The best fix is to just prohibit stock buybacks, period.
The basic pro-buyback argument is they make capitalism more efficient: Money going into buybacks is money that companies "don't need," so returning it to Wall Street allows traders to pump it into other, more productive endeavors.
There are multiple problems with this story.
The biggest is that prior to 1982, stock buybacks were almost unheard of — and the economy did just fine. Mid-century America had an abundance of jobs, rapidly rising wages, and higher productivity rates. It was also a time when stock buybacks basically never happened. The Securities and Exchange Commission (SEC) considered them a form of stock market manipulation and regulated them accordingly. Then in 1982, the SEC issued rule 10b-18 — colloquially known as the "safe harbor" rule — permitting stock buybacks as long as certain daily limits were followed.

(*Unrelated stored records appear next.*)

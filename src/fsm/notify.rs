//! Per-machine notifications.
//!
//! Observers obtain an unbounded receiver from
//! [`StateMachine::subscribe`](super::StateMachine::subscribe). Closed
//! receivers are pruned on the next emit.

use serde::Serialize;
use tokio::sync::mpsc;

use super::state::StateId;
use super::transition::TransitionId;

/// Which execution path carried out a transition.
#[derive(Debug, Clone, Copy, PartialEq, Eq, Hash, Serialize)]
#[serde(rename_all = "snake_case")]
pub enum Pipeline {
    /// Exit and enter completed inside one call
    Sync,
    /// Exit and enter may have suspended across ticks
    Async,
}

impl Pipeline {
    /// Label used in logs and metrics.
    #[must_use]
    pub const fn as_str(self) -> &'static str {
        match self {
            Self::Sync => "sync",
            Self::Async => "async",
        }
    }
}

/// Identifies a transition in progress.
///
/// Forced transitions and `start` have no registered transition behind
/// them, so `id` is `None`; `start` also has no source state.
#[derive(Debug, Clone, PartialEq, Eq, Serialize)]
pub struct TransitionRef {
    /// Registered transition, if the change came from the scan
    pub id: Option<TransitionId>,
    /// Source state
    pub from: Option<StateId>,
    /// Destination state
    pub to: StateId,
    /// Execution path
    pub pipeline: Pipeline,
}

impl TransitionRef {
    pub(crate) const fn forced(from: Option<StateId>, to: StateId, pipeline: Pipeline) -> Self {
        Self {
            id: None,
            from,
            to,
            pipeline,
        }
    }
}

/// Machine activity delivered to observers.
#[derive(Debug, Clone, PartialEq, Eq, Serialize)]
#[serde(tag = "type")]
pub enum MachineEvent {
    /// `start` accepted; entering `state`
    Started {
        /// Initial state
        state: StateId,
    },
    /// `stop` accepted
    Stopped,
    /// A state's enter logic completed
    StateEntered {
        /// Entered state
        state: StateId,
    },
    /// A state's exit logic completed
    StateExited {
        /// Exited state
        state: StateId,
    },
    /// The current state changed; fires after the new state entered
    StateChanged {
        /// Previous state, `None` on start
        from: Option<StateId>,
        /// New current state
        to: StateId,
    },
    /// A transition began
    TransitionStarted {
        /// Transition in progress
        transition: TransitionRef,
    },
    /// A transition finished with the target entered
    TransitionCompleted {
        /// Finished transition
        transition: TransitionRef,
    },
    /// A transition was cancelled before it finished
    TransitionCancelled {
        /// Abandoned transition
        transition: TransitionRef,
    },
    /// A lifecycle fault left the machine without a current state
    Halted {
        /// Faulting state
        state: StateId,
        /// Fault description
        reason: String,
    },
}

impl MachineEvent {
    /// Event name as it appears in the serialized `type` field.
    #[must_use]
    pub const fn name(&self) -> &'static str {
        match self {
            Self::Started { .. } => "Started",
            Self::Stopped => "Stopped",
            Self::StateEntered { .. } => "StateEntered",
            Self::StateExited { .. } => "StateExited",
            Self::StateChanged { .. } => "StateChanged",
            Self::TransitionStarted { .. } => "TransitionStarted",
            Self::TransitionCompleted { .. } => "TransitionCompleted",
            Self::TransitionCancelled { .. } => "TransitionCancelled",
            Self::Halted { .. } => "Halted",
        }
    }
}

/// Fan-out list of observer channels.
#[derive(Debug, Default)]
pub(crate) struct Observers {
    senders: Vec<mpsc::UnboundedSender<MachineEvent>>,
}

impl Observers {
    pub(crate) fn subscribe(&mut self) -> mpsc::UnboundedReceiver<MachineEvent> {
        let (tx, rx) = mpsc::unbounded_channel();
        self.senders.push(tx);
        rx
    }

    pub(crate) fn emit(&mut self, event: &MachineEvent) {
        self.senders.retain(|tx| tx.send(event.clone()).is_ok());
    }

    pub(crate) fn len(&self) -> usize {
        self.senders.len()
    }
}

#[cfg(test)]
mod tests {
    use super::*;

    #[test]
    fn test_emit_reaches_every_subscriber() {
        let mut observers = Observers::default();
        let mut a = observers.subscribe();
        let mut b = observers.subscribe();

        observers.emit(&MachineEvent::Stopped);

        assert_eq!(a.try_recv().unwrap(), MachineEvent::Stopped);
        assert_eq!(b.try_recv().unwrap(), MachineEvent::Stopped);
    }

    #[test]
    fn test_closed_receivers_are_pruned() {
        let mut observers = Observers::default();
        let rx = observers.subscribe();
        let _keep = observers.subscribe();
        drop(rx);

        observers.emit(&MachineEvent::Stopped);
        assert_eq!(observers.len(), 1);
    }

    #[test]
    fn test_event_serialization_is_tagged() {
        let event = MachineEvent::StateChanged {
            from: Some(StateId::new("a")),
            to: StateId::new("b"),
        };
        let json = serde_json::to_value(&event).unwrap();
        assert_eq!(json["type"], "StateChanged");
        assert_eq!(json["from"], "a");
        assert_eq!(json["to"], "b");
        assert_eq!(event.name(), "StateChanged");
    }

    #[test]
    fn test_transition_ref_serialization() {
        let event = MachineEvent::TransitionStarted {
            transition: TransitionRef::forced(None, StateId::new("intro"), Pipeline::Async),
        };
        let json = serde_json::to_value(&event).unwrap();
        assert_eq!(json["transition"]["to"], "intro");
        assert_eq!(json["transition"]["pipeline"], "async");
        assert!(json["transition"]["id"].is_null());
    }
}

In practice, this was a blank check. "Apple, for example, could buy back $1.4 billion worth of its stock in a single day without exceeding [the rule]," as economist William Lazonick and journalist Ken Jacobson noted last year.
If you look at total corporate payouts to shareholders — buybacks plus more traditional dividends — they've exploded from toughly 3 percent of GDP in 1980 to around 8 percent today. Over that same time period, overall productivity growth in the economy slowed down precipitously. Wages stagnated, overall unemployment rates rose, and businesses investment collapsed. Obviously stock buybacks aren't alone to blame for all these issues — but they certainly didn't usher in an economic golden age either.
Meanwhile, companies could be reinvesting the profits funding buybacks into their own workforce. As Schumer and Sanders write, "Our bill will prohibit a corporation from buying back its own stock unless it invests in workers and communities first, including things like paying all workers at least $15 an hour, providing seven days of paid sick leave, and offering decent pensions and more reliable health benefits."
Now while the spirit of the senators' idea — making companies reinvest in their workers instead of juicing their stock prices — is appealing, there are two practical problems with the proposal.
The first is practical: This solution would drastically increase the regulatory burden on the SEC. A blanket prohibition on stock buybacks is easy to enforce. Poking through each company's business plan and balance sheet to see if they've qualified for buybacks is way more complicated, subjective, and time-consuming. "Does anyone really believe the SEC will suddenly devote its scarce resources to determining whether companies are good corporate citizens to workers and communities?" David Dayen asked. In fact, the SEC doesn't even have the regulatory authority to collect the data it needs to police buybacks as it is.
The second problem is more theoretical. By allowing circumstances in which buybacks can still happen, Schumer and Sanders implicitly concede the argument that buybacks make the American economy function better. And there's no reason to buy that story at all.
Sen. Tammy Baldwin (D-Wisc.) has the right idea. In 2018, she proposed a bill that would ban stock buybacks outright — no ifs, ands, or buts about it. That's the approach Schumer and Sanders should take too.